§ **Work task**:
Show all lines of the entries in which the word "watchlist" is found.

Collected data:
Content starts

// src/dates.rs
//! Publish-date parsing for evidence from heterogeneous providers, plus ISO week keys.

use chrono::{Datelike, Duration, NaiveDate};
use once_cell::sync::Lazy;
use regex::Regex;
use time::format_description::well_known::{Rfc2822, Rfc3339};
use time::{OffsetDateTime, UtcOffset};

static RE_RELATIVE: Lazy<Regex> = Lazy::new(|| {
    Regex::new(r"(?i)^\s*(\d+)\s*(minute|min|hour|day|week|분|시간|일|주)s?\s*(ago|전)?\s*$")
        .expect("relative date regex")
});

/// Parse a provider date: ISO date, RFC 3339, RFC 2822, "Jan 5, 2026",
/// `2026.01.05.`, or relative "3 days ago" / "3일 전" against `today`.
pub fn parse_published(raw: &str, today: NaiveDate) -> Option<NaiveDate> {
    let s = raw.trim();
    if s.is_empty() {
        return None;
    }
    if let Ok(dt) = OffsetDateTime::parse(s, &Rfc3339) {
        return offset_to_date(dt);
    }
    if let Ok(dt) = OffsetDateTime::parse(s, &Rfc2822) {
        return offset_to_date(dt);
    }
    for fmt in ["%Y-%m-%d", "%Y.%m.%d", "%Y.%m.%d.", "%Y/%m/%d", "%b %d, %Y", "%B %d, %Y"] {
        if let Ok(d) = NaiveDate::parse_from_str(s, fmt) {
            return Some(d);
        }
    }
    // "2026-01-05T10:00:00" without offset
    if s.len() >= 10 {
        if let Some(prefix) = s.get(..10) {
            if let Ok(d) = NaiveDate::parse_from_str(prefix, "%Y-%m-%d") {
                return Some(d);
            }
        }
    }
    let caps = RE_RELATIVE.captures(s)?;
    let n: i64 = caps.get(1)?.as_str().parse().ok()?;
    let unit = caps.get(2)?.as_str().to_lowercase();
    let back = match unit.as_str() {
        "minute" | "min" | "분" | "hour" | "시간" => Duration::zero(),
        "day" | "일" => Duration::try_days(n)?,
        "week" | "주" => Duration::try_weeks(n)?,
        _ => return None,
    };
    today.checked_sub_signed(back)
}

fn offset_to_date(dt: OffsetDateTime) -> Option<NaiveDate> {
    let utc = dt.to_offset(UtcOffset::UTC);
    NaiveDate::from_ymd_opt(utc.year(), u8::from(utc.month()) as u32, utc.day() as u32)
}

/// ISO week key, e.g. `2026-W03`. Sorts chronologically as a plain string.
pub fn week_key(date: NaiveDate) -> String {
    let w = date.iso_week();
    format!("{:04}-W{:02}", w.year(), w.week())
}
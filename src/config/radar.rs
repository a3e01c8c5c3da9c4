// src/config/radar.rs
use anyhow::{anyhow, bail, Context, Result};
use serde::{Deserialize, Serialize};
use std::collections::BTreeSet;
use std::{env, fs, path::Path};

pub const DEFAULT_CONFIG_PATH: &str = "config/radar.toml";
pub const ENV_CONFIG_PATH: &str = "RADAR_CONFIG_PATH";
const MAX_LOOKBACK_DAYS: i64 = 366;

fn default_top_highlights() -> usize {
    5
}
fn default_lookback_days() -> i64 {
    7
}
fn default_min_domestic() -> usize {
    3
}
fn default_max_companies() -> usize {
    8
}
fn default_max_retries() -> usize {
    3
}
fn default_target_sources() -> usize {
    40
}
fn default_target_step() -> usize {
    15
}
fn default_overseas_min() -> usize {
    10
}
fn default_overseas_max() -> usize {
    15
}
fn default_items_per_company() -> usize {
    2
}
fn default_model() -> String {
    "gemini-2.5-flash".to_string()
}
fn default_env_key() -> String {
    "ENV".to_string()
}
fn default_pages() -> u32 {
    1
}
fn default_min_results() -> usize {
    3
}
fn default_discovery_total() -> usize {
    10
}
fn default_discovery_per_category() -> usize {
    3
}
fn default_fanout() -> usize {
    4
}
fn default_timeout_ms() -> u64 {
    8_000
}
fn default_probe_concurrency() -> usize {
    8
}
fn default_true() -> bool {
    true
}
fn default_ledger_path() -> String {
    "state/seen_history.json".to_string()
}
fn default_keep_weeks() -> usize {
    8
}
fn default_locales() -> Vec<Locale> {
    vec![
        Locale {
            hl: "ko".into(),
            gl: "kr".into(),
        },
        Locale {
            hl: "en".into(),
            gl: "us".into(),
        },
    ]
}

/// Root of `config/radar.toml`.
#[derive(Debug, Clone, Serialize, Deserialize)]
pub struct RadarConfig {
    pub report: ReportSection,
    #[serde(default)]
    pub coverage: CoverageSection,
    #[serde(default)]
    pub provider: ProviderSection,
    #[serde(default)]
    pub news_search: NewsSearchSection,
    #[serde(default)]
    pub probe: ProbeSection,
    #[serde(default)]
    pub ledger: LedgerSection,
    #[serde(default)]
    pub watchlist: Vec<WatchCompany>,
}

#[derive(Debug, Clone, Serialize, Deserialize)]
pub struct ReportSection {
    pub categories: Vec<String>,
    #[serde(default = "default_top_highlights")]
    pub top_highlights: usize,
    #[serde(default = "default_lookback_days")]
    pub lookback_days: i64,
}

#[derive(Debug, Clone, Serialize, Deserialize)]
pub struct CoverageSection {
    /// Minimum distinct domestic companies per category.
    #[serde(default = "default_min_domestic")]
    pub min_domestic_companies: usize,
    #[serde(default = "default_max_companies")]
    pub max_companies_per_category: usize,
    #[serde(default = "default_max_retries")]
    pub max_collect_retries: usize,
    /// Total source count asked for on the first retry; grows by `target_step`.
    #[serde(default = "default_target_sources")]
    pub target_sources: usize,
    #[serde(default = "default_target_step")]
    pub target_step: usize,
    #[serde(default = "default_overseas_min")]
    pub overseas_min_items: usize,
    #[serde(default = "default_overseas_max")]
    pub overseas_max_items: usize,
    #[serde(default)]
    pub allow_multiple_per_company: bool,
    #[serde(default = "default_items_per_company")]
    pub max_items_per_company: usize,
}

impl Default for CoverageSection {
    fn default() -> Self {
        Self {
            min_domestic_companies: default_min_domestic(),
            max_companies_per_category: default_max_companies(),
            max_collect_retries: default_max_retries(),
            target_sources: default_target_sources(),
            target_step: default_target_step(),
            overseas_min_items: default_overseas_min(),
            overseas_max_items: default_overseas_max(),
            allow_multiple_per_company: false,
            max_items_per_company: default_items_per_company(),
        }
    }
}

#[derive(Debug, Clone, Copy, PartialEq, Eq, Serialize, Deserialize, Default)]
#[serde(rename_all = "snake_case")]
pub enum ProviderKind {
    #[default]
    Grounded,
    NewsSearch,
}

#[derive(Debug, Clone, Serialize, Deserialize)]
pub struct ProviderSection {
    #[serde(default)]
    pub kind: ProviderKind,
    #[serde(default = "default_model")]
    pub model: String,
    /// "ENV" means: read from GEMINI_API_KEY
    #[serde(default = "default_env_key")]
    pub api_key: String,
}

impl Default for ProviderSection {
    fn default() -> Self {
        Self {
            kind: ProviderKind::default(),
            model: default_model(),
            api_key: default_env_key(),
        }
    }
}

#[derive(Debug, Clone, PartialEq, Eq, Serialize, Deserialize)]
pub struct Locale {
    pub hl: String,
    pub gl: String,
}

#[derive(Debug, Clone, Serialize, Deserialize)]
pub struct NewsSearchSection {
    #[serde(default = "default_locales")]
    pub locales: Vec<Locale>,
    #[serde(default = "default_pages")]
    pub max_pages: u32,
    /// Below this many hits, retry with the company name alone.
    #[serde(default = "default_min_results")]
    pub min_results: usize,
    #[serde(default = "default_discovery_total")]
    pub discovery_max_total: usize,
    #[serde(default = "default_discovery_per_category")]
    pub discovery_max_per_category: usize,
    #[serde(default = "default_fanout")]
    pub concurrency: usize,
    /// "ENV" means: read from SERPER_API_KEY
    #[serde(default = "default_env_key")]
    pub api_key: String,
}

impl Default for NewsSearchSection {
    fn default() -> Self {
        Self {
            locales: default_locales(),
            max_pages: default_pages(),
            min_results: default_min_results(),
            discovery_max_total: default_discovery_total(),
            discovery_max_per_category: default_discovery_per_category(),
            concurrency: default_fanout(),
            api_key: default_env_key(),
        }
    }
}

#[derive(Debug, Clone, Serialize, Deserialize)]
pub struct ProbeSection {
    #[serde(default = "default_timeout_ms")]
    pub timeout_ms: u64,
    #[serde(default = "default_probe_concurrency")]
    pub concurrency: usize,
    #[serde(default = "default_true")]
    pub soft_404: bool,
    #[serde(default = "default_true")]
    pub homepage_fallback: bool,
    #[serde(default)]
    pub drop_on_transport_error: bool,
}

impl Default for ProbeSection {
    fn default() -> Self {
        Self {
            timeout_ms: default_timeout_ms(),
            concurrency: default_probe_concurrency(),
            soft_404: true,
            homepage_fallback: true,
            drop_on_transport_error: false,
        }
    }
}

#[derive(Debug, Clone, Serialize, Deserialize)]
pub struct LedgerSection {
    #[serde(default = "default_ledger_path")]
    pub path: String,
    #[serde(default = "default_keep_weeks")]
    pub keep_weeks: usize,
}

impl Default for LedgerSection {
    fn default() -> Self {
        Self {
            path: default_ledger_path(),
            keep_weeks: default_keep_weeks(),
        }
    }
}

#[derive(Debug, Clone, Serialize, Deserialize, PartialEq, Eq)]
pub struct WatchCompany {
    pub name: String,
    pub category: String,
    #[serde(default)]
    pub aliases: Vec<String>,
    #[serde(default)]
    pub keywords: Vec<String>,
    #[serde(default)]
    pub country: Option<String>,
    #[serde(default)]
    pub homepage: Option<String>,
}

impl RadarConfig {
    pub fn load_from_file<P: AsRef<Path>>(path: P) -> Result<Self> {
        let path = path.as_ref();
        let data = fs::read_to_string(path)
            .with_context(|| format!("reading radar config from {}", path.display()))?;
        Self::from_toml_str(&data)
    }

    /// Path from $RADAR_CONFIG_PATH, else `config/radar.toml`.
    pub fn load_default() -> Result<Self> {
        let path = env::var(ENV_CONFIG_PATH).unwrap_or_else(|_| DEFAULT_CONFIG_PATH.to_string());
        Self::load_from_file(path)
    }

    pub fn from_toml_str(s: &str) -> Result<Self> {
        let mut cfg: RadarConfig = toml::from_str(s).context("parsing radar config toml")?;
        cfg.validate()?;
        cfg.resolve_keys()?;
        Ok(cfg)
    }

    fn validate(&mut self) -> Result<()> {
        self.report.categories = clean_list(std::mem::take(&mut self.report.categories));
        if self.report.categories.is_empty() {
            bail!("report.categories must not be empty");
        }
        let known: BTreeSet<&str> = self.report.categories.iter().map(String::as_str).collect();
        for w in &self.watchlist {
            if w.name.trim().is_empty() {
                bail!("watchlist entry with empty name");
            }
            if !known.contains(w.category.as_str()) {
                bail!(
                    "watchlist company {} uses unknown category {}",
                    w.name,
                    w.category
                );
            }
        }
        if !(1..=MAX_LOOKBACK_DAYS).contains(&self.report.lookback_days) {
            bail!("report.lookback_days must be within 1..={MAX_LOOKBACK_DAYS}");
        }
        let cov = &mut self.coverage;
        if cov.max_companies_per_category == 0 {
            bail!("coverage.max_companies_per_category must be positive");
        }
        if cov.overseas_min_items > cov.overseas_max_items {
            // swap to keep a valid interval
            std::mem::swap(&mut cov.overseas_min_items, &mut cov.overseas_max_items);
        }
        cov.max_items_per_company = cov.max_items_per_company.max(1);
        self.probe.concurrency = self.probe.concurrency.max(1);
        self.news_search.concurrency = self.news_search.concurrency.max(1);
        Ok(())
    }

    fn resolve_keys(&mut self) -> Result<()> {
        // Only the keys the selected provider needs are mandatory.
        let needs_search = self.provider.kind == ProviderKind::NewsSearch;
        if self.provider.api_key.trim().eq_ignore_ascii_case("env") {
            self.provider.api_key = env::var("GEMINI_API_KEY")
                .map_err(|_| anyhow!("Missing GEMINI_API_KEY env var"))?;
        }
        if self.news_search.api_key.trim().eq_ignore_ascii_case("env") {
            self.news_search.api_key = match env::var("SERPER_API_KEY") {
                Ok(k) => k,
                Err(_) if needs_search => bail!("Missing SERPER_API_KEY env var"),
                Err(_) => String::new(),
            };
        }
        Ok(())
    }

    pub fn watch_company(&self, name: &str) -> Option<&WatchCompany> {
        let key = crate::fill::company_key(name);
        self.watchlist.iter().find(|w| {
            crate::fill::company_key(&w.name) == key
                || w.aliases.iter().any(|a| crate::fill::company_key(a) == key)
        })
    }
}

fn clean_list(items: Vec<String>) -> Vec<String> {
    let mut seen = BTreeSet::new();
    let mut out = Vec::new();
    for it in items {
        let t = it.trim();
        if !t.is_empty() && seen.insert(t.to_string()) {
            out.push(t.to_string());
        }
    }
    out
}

Content ends

§ **Result for this task**:
    pub watchlist: Vec<WatchCompany>,
        for w in &self.watchlist {
                bail!("watchlist entry with empty name");
                    "watchlist company {} uses unknown category {}",
        self.watchlist.iter().find(|w| {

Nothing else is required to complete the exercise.